=== Records for this exercise ===
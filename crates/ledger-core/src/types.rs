//! # Domain Types
//!
//! Core domain types of the order ledger.
//!
//! ## Type Hierarchy
//! ```text
//! ┌─────────────────────────────────────────────────────────────────────────┐
//! │                         Domain Types                                    │
//! │                                                                         │
//! │  ┌─────────────────┐   owns   ┌─────────────────┐                       │
//! │  │     Order       │─────────►│   OrderItem     │                       │
//! │  │  ─────────────  │  1..n    │  ─────────────  │                       │
//! │  │  tenant + scope │          │  product/variant│                       │
//! │  │  stage          │          │  supplier       │                       │
//! │  │  shipping meta  │          │  kolicina       │                       │
//! │  │  sort_index     │          │  nabavna/prodaj │                       │
//! │  └─────────────────┘          └─────────────────┘                       │
//! │                                                                         │
//! │  Side tables (tenant + scope, independent of any single order):        │
//! │  ┌─────────────────┐   ┌─────────────────┐                              │
//! │  │ ShippingAccount │   │    Customer     │                              │
//! │  │ owner_key (uniq)│   │ phone_key (uniq)│                              │
//! │  └─────────────────┘   └─────────────────┘                              │
//! └─────────────────────────────────────────────────────────────────────────┘
//! ```
//!
//! ## Legacy Records
//! Orders written before line items existed have an empty `items` vector.
//! [`Order::resolved_items`] synthesizes the implicit item on every read;
//! nothing is migrated or written back.

use chrono::{DateTime, Utc};
use serde::{Deserialize, Serialize};
use ts_rs::TS;

use crate::money::Money;

// =============================================================================
// Scope
// =============================================================================

/// Logical ledger partition. Scopes share one schema but are never mixed in
/// aggregates.
#[derive(Debug, Clone, Copy, PartialEq, Eq, Hash, Serialize, Deserialize, TS)]
#[cfg_attr(feature = "sqlx", derive(sqlx::Type))]
#[cfg_attr(feature = "sqlx", sqlx(rename_all = "lowercase"))]
#[ts(export)]
#[serde(rename_all = "lowercase")]
pub enum Scope {
    Default,
    Kalaba,
}

impl Scope {
    pub const ALL: [Scope; 2] = [Scope::Default, Scope::Kalaba];

    pub fn as_str(&self) -> &'static str {
        match self {
            Scope::Default => "default",
            Scope::Kalaba => "kalaba",
        }
    }

    /// Parses a scope tag, case-insensitively.
    pub fn parse(tag: &str) -> Option<Scope> {
        Scope::ALL
            .into_iter()
            .find(|s| s.as_str().eq_ignore_ascii_case(tag.trim()))
    }
}

impl Default for Scope {
    fn default() -> Self {
        Scope::Default
    }
}

// =============================================================================
// Stage
// =============================================================================

/// Fulfillment stage. Operator-set, not a strict state machine.
#[derive(Debug, Clone, Copy, PartialEq, Eq, Hash, Serialize, Deserialize, TS)]
#[cfg_attr(feature = "sqlx", derive(sqlx::Type))]
#[cfg_attr(feature = "sqlx", sqlx(rename_all = "snake_case"))]
#[ts(export)]
#[serde(rename_all = "snake_case")]
pub enum Stage {
    /// Order received.
    Poruceno,
    /// Shipped, delivery pending.
    Poslato,
    /// Arrived at the customer.
    Stiglo,
    /// Money collected. Only this stage realizes profit.
    LeglePare,
}

impl Stage {
    pub const ALL: [Stage; 4] = [
        Stage::Poruceno,
        Stage::Poslato,
        Stage::Stiglo,
        Stage::LeglePare,
    ];

    pub fn as_str(&self) -> &'static str {
        match self {
            Stage::Poruceno => "poruceno",
            Stage::Poslato => "poslato",
            Stage::Stiglo => "stiglo",
            Stage::LeglePare => "legle_pare",
        }
    }

    #[inline]
    pub fn is_paid(&self) -> bool {
        matches!(self, Stage::LeglePare)
    }
}

impl Default for Stage {
    fn default() -> Self {
        Stage::Poruceno
    }
}

// =============================================================================
// Shipping Enums
// =============================================================================

/// How the goods travel to the customer.
///
/// `Kol` and `Joe` are legacy values that named the account holder before
/// `slanjeOwner` existed; the shipping ledger still reads them.
#[derive(Debug, Clone, Copy, PartialEq, Eq, Hash, Serialize, Deserialize, TS)]
#[cfg_attr(feature = "sqlx", derive(sqlx::Type))]
#[cfg_attr(feature = "sqlx", sqlx(rename_all = "lowercase"))]
#[ts(export)]
#[serde(rename_all = "lowercase")]
pub enum TransportMode {
    Kol,
    Joe,
    Smg,
    Posta,
}

impl TransportMode {
    pub fn as_str(&self) -> &'static str {
        match self {
            TransportMode::Kol => "kol",
            TransportMode::Joe => "joe",
            TransportMode::Smg => "smg",
            TransportMode::Posta => "posta",
        }
    }
}

/// Carrier account the shipment was sent through.
#[derive(Debug, Clone, Copy, PartialEq, Eq, Hash, Serialize, Deserialize, TS)]
#[cfg_attr(feature = "sqlx", derive(sqlx::Type))]
#[cfg_attr(feature = "sqlx", sqlx(rename_all = "lowercase"))]
#[ts(export)]
#[serde(rename_all = "lowercase")]
pub enum SlanjeMode {
    /// Plain mail. No starting balances.
    Posta,
    /// Carrier account, charges a fixed fee per paid shipment.
    Aks,
    /// Carrier account.
    Bex,
}

impl SlanjeMode {
    pub fn as_str(&self) -> &'static str {
        match self {
            SlanjeMode::Posta => "posta",
            SlanjeMode::Aks => "aks",
            SlanjeMode::Bex => "bex",
        }
    }

    #[inline]
    pub fn is_carrier_account(&self) -> bool {
        !matches!(self, SlanjeMode::Posta)
    }
}

// =============================================================================
// Order Item
// =============================================================================

/// A priced line item. Owned exclusively by its order.
#[derive(Debug, Clone, PartialEq, Serialize, Deserialize, TS)]
#[ts(export)]
#[serde(rename_all = "camelCase")]
pub struct OrderItem {
    /// Stable across edits when the caller echoes it back.
    pub id: String,
    pub product_id: Option<String>,
    pub variant_id: Option<String>,
    pub supplier_id: Option<String>,
    pub title: String,
    /// Display label, prefixed with the product name.
    pub variant_label: Option<String>,
    /// Quantity, always >= 1 once normalized.
    pub kolicina: i64,
    /// Unit cost price.
    pub nabavna_cena: Money,
    /// Unit sale price.
    pub prodajna_cena: Money,
    /// Sale price was entered by the operator, not derived from the catalog.
    pub manual_prodajna: bool,
}

impl OrderItem {
    /// Sale price × quantity.
    #[inline]
    pub fn line_prodajno(&self) -> Money {
        self.prodajna_cena.multiply_quantity(self.kolicina)
    }

    /// Cost price × quantity.
    #[inline]
    pub fn line_nabavno(&self) -> Money {
        self.nabavna_cena.multiply_quantity(self.kolicina)
    }
}

// =============================================================================
// Order
// =============================================================================

/// The ledger's primary entity.
///
/// Top-level product/price fields mirror the first item so single-item
/// consumers keep working.
#[derive(Debug, Clone, PartialEq, Serialize, Deserialize, TS)]
#[ts(export)]
#[serde(rename_all = "camelCase")]
pub struct Order {
    pub id: String,
    pub tenant_id: String,
    pub scope: Scope,
    pub stage: Stage,

    pub title: String,
    pub product_id: Option<String>,
    pub variant_id: Option<String>,
    pub supplier_id: Option<String>,
    pub variant_label: Option<String>,
    pub kolicina: i64,
    pub nabavna_cena: Money,
    pub prodajna_cena: Money,
    pub manual_prodajna: bool,

    /// Empty on legacy records. Read through [`Order::resolved_items`].
    pub items: Vec<OrderItem>,

    pub customer_name: String,
    pub customer_address: String,
    pub customer_phone: String,

    pub transport_cost: Option<Money>,
    pub transport_mode: Option<TransportMode>,
    pub slanje_mode: Option<SlanjeMode>,
    pub slanje_owner: Option<String>,
    pub broj_posiljke: Option<String>,
    pub povrat_vracen: bool,
    pub pickup: bool,

    /// 0-100 inclusive.
    pub my_profit_percent: f64,
    pub note: Option<String>,

    /// Manual ordering key, larger sorts first.
    pub sort_index: i64,

    #[ts(as = "String")]
    pub created_at: DateTime<Utc>,
    #[ts(as = "String")]
    pub updated_at: DateTime<Utc>,
}

impl Order {
    /// Returns the line items, synthesizing the implicit legacy item when the
    /// record predates multi-item orders.
    pub fn resolved_items(&self) -> Vec<OrderItem> {
        if !self.items.is_empty() {
            return self.items.clone();
        }

        vec![OrderItem {
            id: format!("{}-legacy", self.id),
            product_id: self.product_id.clone(),
            variant_id: self.variant_id.clone(),
            supplier_id: self.supplier_id.clone(),
            title: self.title.clone(),
            variant_label: self.variant_label.clone(),
            kolicina: self.kolicina.max(1),
            nabavna_cena: self.nabavna_cena,
            prodajna_cena: self.prodajna_cena,
            manual_prodajna: self.manual_prodajna,
        }]
    }

    /// True when any item (or the legacy top-level reference) points at the
    /// given product.
    pub fn references_product(&self, product_id: &str) -> bool {
        self.resolved_items()
            .iter()
            .any(|item| item.product_id.as_deref() == Some(product_id))
    }
}

// =============================================================================
// Shipping Account
// =============================================================================

/// Manually maintained starting balance for one carrier account holder.
///
/// Unique per (tenant, scope, owner_key); re-saving overwrites.
#[derive(Debug, Clone, PartialEq, Serialize, Deserialize, TS)]
#[ts(export)]
#[serde(rename_all = "camelCase")]
pub struct ShippingAccount {
    pub id: String,
    pub tenant_id: String,
    pub scope: Scope,
    /// Normalized owner string; the merge key.
    pub owner_key: String,
    /// Display name as last registered.
    pub owner_name: String,
    pub starting_amount: Money,
    #[ts(as = "String")]
    pub created_at: DateTime<Utc>,
    #[ts(as = "String")]
    pub updated_at: DateTime<Utc>,
}

// =============================================================================
// Customer
// =============================================================================

/// Autocomplete side-record keyed by phone digits. Not authoritative for
/// order data.
#[derive(Debug, Clone, PartialEq, Serialize, Deserialize, TS)]
#[ts(export)]
#[serde(rename_all = "camelCase")]
pub struct Customer {
    pub id: String,
    pub tenant_id: String,
    pub scope: Scope,
    pub phone_key: String,
    pub name: String,
    pub address: String,
    pub phone: String,
    pub order_count: i64,
    #[ts(as = "String")]
    pub last_used_at: DateTime<Utc>,
}

// =============================================================================
// Write Requests
// =============================================================================

/// Raw line item as submitted by the caller. Every field is optional; the
/// item normalizer decides what survives.
#[derive(Debug, Clone, Default, PartialEq, Serialize, Deserialize, TS)]
#[ts(export)]
#[serde(rename_all = "camelCase", default)]
pub struct OrderItemInput {
    pub id: Option<String>,
    pub product_id: Option<String>,
    pub variant_id: Option<String>,
    pub supplier_id: Option<String>,
    pub title: Option<String>,
    pub kolicina: Option<f64>,
    pub nabavna_cena: Option<f64>,
    pub prodajna_cena: Option<f64>,
    pub manual_prodajna: bool,
}

/// Order fields for `create` and `update`. `update` rewrites every field.
#[derive(Debug, Clone, Default, PartialEq, Serialize, Deserialize, TS)]
#[ts(export)]
#[serde(rename_all = "camelCase", default)]
pub struct OrderInput {
    /// Fallback title for items that end up without one.
    pub title: String,
    pub items: Vec<OrderItemInput>,
    pub stage: Stage,
    pub customer_name: String,
    pub customer_address: String,
    pub customer_phone: String,
    pub transport_cost: Option<f64>,
    pub transport_mode: Option<TransportMode>,
    pub slanje_mode: Option<SlanjeMode>,
    pub slanje_owner: Option<String>,
    pub broj_posiljke: Option<String>,
    pub povrat_vracen: bool,
    pub pickup: bool,
    pub my_profit_percent: Option<f64>,
    pub note: Option<String>,
}

// =============================================================================
// Unit Tests
// =============================================================================
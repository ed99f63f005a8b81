//! # Search Normalizer
//!
//! Diacritic and case folding for free-text matching and for deriving the
//! owner/customer keys of the side tables.
//!
//! ```text
//! "MILOŠ "  ──┐
//! "Miloš"   ──┼──► normalize() ──► "milos"
//! "milos"   ──┘
//!
//! "Đorđe"   ──────► normalize() ──► "djordje"   (đ has no decomposition)
//! ```

use unicode_normalization::char::is_combining_mark;
use unicode_normalization::UnicodeNormalization;

/// Folds text for matching.
///
/// Steps: lowercase, `đ` → `dj`, canonical decomposition with combining
/// marks stripped, whitespace runs collapsed and trimmed. Total over all
/// strings, including the empty one.
pub fn normalize(text: &str) -> String {
    let lowered = text.to_lowercase().replace('đ', "dj");
    let folded: String = lowered.nfd().filter(|c| !is_combining_mark(*c)).collect();
    folded.split_whitespace().collect::<Vec<_>>().join(" ")
}

/// Substring match after normalizing both sides. An empty needle matches.
pub fn matches(haystack: &str, needle: &str) -> bool {
    let needle = normalize(needle);
    needle.is_empty() || normalize(haystack).contains(&needle)
}

/// Digits only, used as the customer dedup key.
pub fn phone_digits(phone: &str) -> String {
    phone.chars().filter(|c| c.is_ascii_digit()).collect()
}

// =============================================================================
// Unit Tests
// =============================================================================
===
Work required: Check each line of the entries above, and show every one holding the word "OrderItemInput".

Exercise response:
pub struct OrderItemInput {
    pub items: Vec<OrderItemInput>,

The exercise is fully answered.